Parts of the world are always going to be in turmoil, and some of those will export their instability in various ways, terrorism and refugees being the most obvious today. When a global superpower has been able to limit the chaos, it has often proved useful. Britain played that role in the 19th century, when, as historian Max Boot pointed out to me, “there was a British military intervention somewhere in the world every year of Queen Victoria’s reign.” The United States has had its own tradition of limited interventions. “Between 1800 and 1934,” Boot has written, “the U.S. Marines staged 180 landings abroad.”
But history is replete with examples of ill-chosen interventions in support of nasty regimes, with unintended consequences and creeping escalations that have produced greater instability and weakened the superpower, lessening its ability to act in central parts of the global system. Today, for example, were the United States bogged down in another major war in the Middle East, it would have less capacity to help its Asian allies deter Chinese expansionism in the South China Sea — which could threaten peace in the world’s most dynamic economic region.
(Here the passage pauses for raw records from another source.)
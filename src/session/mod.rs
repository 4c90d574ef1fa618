//! Requirements gathering sessions
//!
//! This module holds the per-session state model:
//!
//! - `requirements`: the fixed eight-field requirements record
//! - `transcript`: the append-only role-tagged message log
//! - `snapshot`: the exportable JSON capture of a session
//! - `core`: the [`Session`] state manager that ties them together
//! - `registry`: isolated, serialized sessions keyed by id

pub mod core;
pub mod registry;
pub mod requirements;
pub mod snapshot;
pub mod transcript;

pub use self::core::{Session, SessionPhase, FAILURE_PLACEHOLDER};
pub use registry::{SessionId, SessionRegistry, SharedSession};
pub use requirements::{FieldKind, RequirementField, RequirementsRecord};
pub use snapshot::SessionSnapshot;
pub use transcript::Transcript;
So the challenge is to pick these interventions carefully, find decent allies and make sure that U.S. efforts are carefully defined and constrained, doing enough to help local actors but being wary of the constant pressure for escalation. Above all they require keeping in mind that these are ongoing challenges not easily “solved.” The result is bound to disappoint both ardent interventionists and anti-interventionists, but it reflects the realities of being the world’s leading power.
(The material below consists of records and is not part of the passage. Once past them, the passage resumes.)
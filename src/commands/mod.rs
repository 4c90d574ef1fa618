/*!
Command handlers for the CLI

This module provides command handlers invoked by the CLI entrypoint.

It exposes two top-level command modules:

- `chat`   - Interactive requirements gathering session
- `schema` - Print the empty export document

These handlers stay small and delegate to the library components:
providers, the session state manager, and configuration.
*/

use crate::commands::special_commands::{
    parse_special_command, print_fields, print_help, SpecialCommand,
};
use crate::config::Config;
use crate::error::{Result, ReqCollectorError};
use crate::providers::create_provider;
use crate::session::{RequirementsRecord, Session, SessionSnapshot};
use std::path::{Path, PathBuf};
use std::sync::Arc;

// Special commands parser for the interactive session
pub mod special_commands;

/// Write an exported snapshot to `path`, creating parent directories
///
/// # Errors
///
/// Returns `ReqCollectorError::Export` if the directory or file cannot be written
pub fn write_export(path: &Path, json: &str) -> Result<PathBuf> {
    if let Some(parent) = path.parent().filter(|p| !p.as_os_str().is_empty()) {
        std::fs::create_dir_all(parent).map_err(|e| {
            ReqCollectorError::Export(format!("cannot create {}: {}", parent.display(), e))
        })?;
    }

    std::fs::write(path, json)
        .map_err(|e| ReqCollectorError::Export(format!("cannot write {}: {}", path.display(), e)))?;

    tracing::info!("Wrote requirements export to {}", path.display());
    Ok(path.to_path_buf())
}

// Chat command handler
pub mod chat {
    //! Interactive requirements session handler.
    //!
    //! Instantiates the configured provider, creates a `Session`, and runs a
    //! readline-based loop that submits user input to the session and
    //! dispatches special `/` commands.

    use super::*;
    use colored::Colorize;
    use rustyline::error::ReadlineError;
    use rustyline::DefaultEditor;

    /// Start an interactive requirements session
    ///
    /// The provider is constructed before any session state exists, so a
    /// missing API key fails here without creating a session.
    ///
    /// # Arguments
    ///
    /// * `config` - Global configuration (consumed), CLI overrides already applied
    ///
    /// # Errors
    ///
    /// Returns error if the provider cannot be created or the terminal
    /// cannot be initialized
    ///
    /// # Examples
    ///
    /// ```
    /// use reqcollector::commands::chat;
    /// use reqcollector::config::Config;
    ///
    /// // In application code:
    /// // chat::run_chat(Config::default()).await?;
    /// ```
    pub async fn run_chat(config: Config) -> Result<()> {
        let provider = create_provider(&config.provider.provider_type, &config.provider)?;
        let mut session = Session::new(Arc::from(provider));
        let export_path = config.session.export_path.clone();

        let mut rl = DefaultEditor::new()?;

        print_welcome_banner(&session, &export_path);

        loop {
            let prompt = format!("{} ", "[requirements]>>".cyan().bold());
            match rl.readline(&prompt) {
                Ok(line) => {
                    let trimmed = line.trim();
                    if trimmed.is_empty() {
                        continue;
                    }

                    rl.add_history_entry(trimmed)?;

                    let command = match parse_special_command(trimmed) {
                        Ok(command) => command,
                        Err(e) => {
                            eprintln!("{}\n", e.to_string().red());
                            continue;
                        }
                    };

                    match command {
                        SpecialCommand::None => {
                            let reply = session.submit_user_reply(trimmed).await;
                            println!("\n{}\n", reply);
                        }
                        SpecialCommand::Exit => break,
                        other => handle_special_command(&mut session, other, &export_path),
                    }
                }
                Err(ReadlineError::Interrupted) => {
                    println!("CTRL-C");
                    break;
                }
                Err(ReadlineError::Eof) => {
                    println!("CTRL-D");
                    break;
                }
                Err(err) => {
                    tracing::error!("Readline error: {:?}", err);
                    break;
                }
            }
        }

        println!("Goodbye!");
        Ok(())
    }

    /// Execute one special command against the session
    ///
    /// Failures are printed for the user; none of them end the session.
    fn handle_special_command(session: &mut Session, command: SpecialCommand, export_path: &str) {
        match command {
            SpecialCommand::Help => print_help(),
            SpecialCommand::ShowStatus => print_status_display(session),
            SpecialCommand::ShowRequirements => {
                println!("\n{}\n", session.requirements().render_listing());
            }
            SpecialCommand::ShowReply => match session.last_reply() {
                Some(reply) => println!("\n{}\n", reply),
                None => println!("{}\n", "No reply yet.".yellow()),
            },
            SpecialCommand::ListFields => print_fields(),
            SpecialCommand::Set { field, value } => match session.record_value(field, &value) {
                Ok(()) => println!(
                    "{} {}\n",
                    "Recorded".green(),
                    session.requirements().render_value(field)
                ),
                Err(e) => eprintln!("{}\n", e.to_string().red()),
            },
            SpecialCommand::Confirm(path) => {
                let target = path.as_deref().unwrap_or(export_path);
                match confirm_to_file(session, Path::new(target)) {
                    Ok(written) => println!(
                        "{} {}\n",
                        "Requirements confirmed and saved to".green(),
                        written.display()
                    ),
                    Err(e) => match e.downcast_ref::<ReqCollectorError>() {
                        Some(ReqCollectorError::Precondition(_)) => println!(
                            "{}\n",
                            "Nothing to confirm yet. Answer at least one question first.".yellow()
                        ),
                        _ => eprintln!("{}\n", e.to_string().red()),
                    },
                }
            }
            SpecialCommand::Exit | SpecialCommand::None => {}
        }
    }

    /// Confirm the last reply and write the resulting snapshot to `path`
    ///
    /// # Errors
    ///
    /// Returns `Precondition` if no reply exists yet, or `Export` if the
    /// file cannot be written
    pub fn confirm_to_file(session: &mut Session, path: &Path) -> Result<PathBuf> {
        let json = session.confirm_and_export()?;
        write_export(path, &json)
    }

    /// Display welcome banner at the start of the session
    fn print_welcome_banner(session: &Session, export_path: &str) {
        let model = session
            .provider()
            .get_current_model()
            .unwrap_or_else(|_| "unknown".to_string());

        println!("\n╔══════════════════════════════════════════════════════════════╗");
        println!("║          reqcollector Requirements Session - Welcome!        ║");
        println!("╚══════════════════════════════════════════════════════════════╝\n");
        println!(
            "Provider: {} ({})",
            session.provider().name().cyan(),
            model
        );
        println!("Export:   {}\n", export_path);
        println!("Describe your project and answer the analyst's questions.");
        println!("Type '/help' for available commands, '/confirm' to save, 'exit' to quit\n");
    }

    /// Display detailed status information about the current session
    ///
    /// This is called when the user types '/status'.
    fn print_status_display(session: &Session) {
        let model = session
            .provider()
            .get_current_model()
            .unwrap_or_else(|_| "unknown".to_string());
        let usage = session.usage();

        println!("\n╔══════════════════════════════════════════════════════════════╗");
        println!("║                  reqcollector Session Status                 ║");
        println!("╚══════════════════════════════════════════════════════════════╝\n");
        println!("Phase:             {}", session.phase().to_string().cyan());
        println!("Provider:          {} ({})", session.provider().name(), model);
        println!(
            "Started:           {}",
            session.started_at().format("%Y-%m-%d %H:%M:%S UTC")
        );
        println!("Conversation Size: {} messages", session.transcript().len());
        println!(
            "Token Usage:       {} prompt / {} completion",
            usage.prompt_tokens, usage.completion_tokens
        );
        println!("Exports:           {}", session.export_count());
        println!();
    }

}

// Schema command handler
pub mod schema {
    //! Prints the layout of the export document.

    use super::*;

    /// JSON of an empty snapshot: the template record and an empty summary
    pub fn empty_document() -> Result<String> {
        SessionSnapshot::capture(&RequirementsRecord::empty(), "").to_json()
    }

    /// Print the empty export document to stdout
    pub fn print_schema() -> Result<()> {
        println!("{}", empty_document()?);
        Ok(())
    }

}

#[cfg(test)]
mod tests {
    use super::*;
    use crate::test_utils::temp_dir;

    #[test]
    fn test_write_export_creates_parent_dirs() {
        let dir = temp_dir();
        let path = dir.path().join("a").join("b").join("out.json");
        let written = write_export(&path, "{}").unwrap();
        assert_eq!(std::fs::read_to_string(written).unwrap(), "{}");
    }

    #[test]
    fn test_write_export_into_file_parent_fails() {
        let dir = temp_dir();
        let blocker = dir.path().join("blocker");
        std::fs::write(&blocker, "x").unwrap();

        let err = write_export(&blocker.join("out.json"), "{}").unwrap_err();
        assert!(matches!(
            err.downcast_ref::<ReqCollectorError>(),
            Some(ReqCollectorError::Export(_))
        ));
    }
}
An important corollary is to recognize that these are not wars for national survival, and so they cannot be fought with the rhetoric and morality of such existential struggles. We cannot torture and imprison by using analogies to World War II. This is not such a war.
Can this strategy work? It has been characterized as a “Whac-A-Mole” approach that simply keeps beating up the bad guys without ever solving the problem. This is true, but actually solving the problem involves creating an effective and inclusive political system in places such as Syria, seen by all elements within the society as legitimate — an almost impossible task for a foreign country. Better to focus U.S. energies on defeating the most dangerous groups, which would then give local regimes a chance to take control of their countries.
These are ongoing military actions, not unending wars, and ones that the United States can easily afford. They also work. A Whac-A-Mole strategy is no fun for the mole. Just ask the Islamic State as it watches its territory shrink, its caliphate collapse and its finances dry up. These policies might not solve all of the problems in the Middle East. New groups and problems will arise. But the United States should be ready and willing to take a whack at those as well.